▸ **What to produce**: Write only the number of lines in the data that include the word "crate".
══ Given records ══
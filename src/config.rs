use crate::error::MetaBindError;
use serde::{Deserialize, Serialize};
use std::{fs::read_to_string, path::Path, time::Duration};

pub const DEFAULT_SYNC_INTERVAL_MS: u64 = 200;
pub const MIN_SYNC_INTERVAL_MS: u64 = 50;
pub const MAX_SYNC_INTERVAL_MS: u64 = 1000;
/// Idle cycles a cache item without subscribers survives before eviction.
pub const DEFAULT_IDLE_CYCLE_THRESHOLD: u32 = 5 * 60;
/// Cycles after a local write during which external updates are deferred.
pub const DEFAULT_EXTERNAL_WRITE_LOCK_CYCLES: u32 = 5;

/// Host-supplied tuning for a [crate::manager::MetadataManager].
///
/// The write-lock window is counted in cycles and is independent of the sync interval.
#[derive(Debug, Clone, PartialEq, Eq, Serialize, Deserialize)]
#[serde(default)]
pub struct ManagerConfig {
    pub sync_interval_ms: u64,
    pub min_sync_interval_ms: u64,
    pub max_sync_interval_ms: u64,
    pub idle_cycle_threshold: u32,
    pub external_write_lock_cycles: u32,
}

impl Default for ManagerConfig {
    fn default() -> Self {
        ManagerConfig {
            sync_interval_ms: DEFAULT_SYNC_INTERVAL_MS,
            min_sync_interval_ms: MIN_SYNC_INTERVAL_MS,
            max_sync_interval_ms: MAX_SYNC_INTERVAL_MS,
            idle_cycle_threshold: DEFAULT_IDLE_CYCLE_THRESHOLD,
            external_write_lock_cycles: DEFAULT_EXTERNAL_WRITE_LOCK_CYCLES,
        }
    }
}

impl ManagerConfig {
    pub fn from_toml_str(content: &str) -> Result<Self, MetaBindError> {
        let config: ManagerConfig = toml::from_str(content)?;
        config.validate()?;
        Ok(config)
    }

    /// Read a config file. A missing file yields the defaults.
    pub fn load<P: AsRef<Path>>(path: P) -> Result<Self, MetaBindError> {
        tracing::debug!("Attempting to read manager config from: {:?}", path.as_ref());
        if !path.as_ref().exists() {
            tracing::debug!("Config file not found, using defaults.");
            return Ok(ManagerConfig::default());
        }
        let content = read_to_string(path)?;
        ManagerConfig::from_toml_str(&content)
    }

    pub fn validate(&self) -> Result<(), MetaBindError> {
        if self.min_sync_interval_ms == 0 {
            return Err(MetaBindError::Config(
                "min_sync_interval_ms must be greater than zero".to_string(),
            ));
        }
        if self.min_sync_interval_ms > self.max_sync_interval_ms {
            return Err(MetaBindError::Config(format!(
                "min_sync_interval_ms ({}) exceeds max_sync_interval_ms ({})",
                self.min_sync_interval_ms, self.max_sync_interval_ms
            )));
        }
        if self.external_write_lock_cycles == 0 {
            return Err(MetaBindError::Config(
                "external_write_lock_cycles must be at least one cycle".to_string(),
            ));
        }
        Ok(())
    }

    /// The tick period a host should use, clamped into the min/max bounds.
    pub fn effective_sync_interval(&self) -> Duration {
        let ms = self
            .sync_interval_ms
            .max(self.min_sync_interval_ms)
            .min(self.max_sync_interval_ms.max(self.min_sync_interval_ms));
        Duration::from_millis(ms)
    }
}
═══
▸ **Response**: 2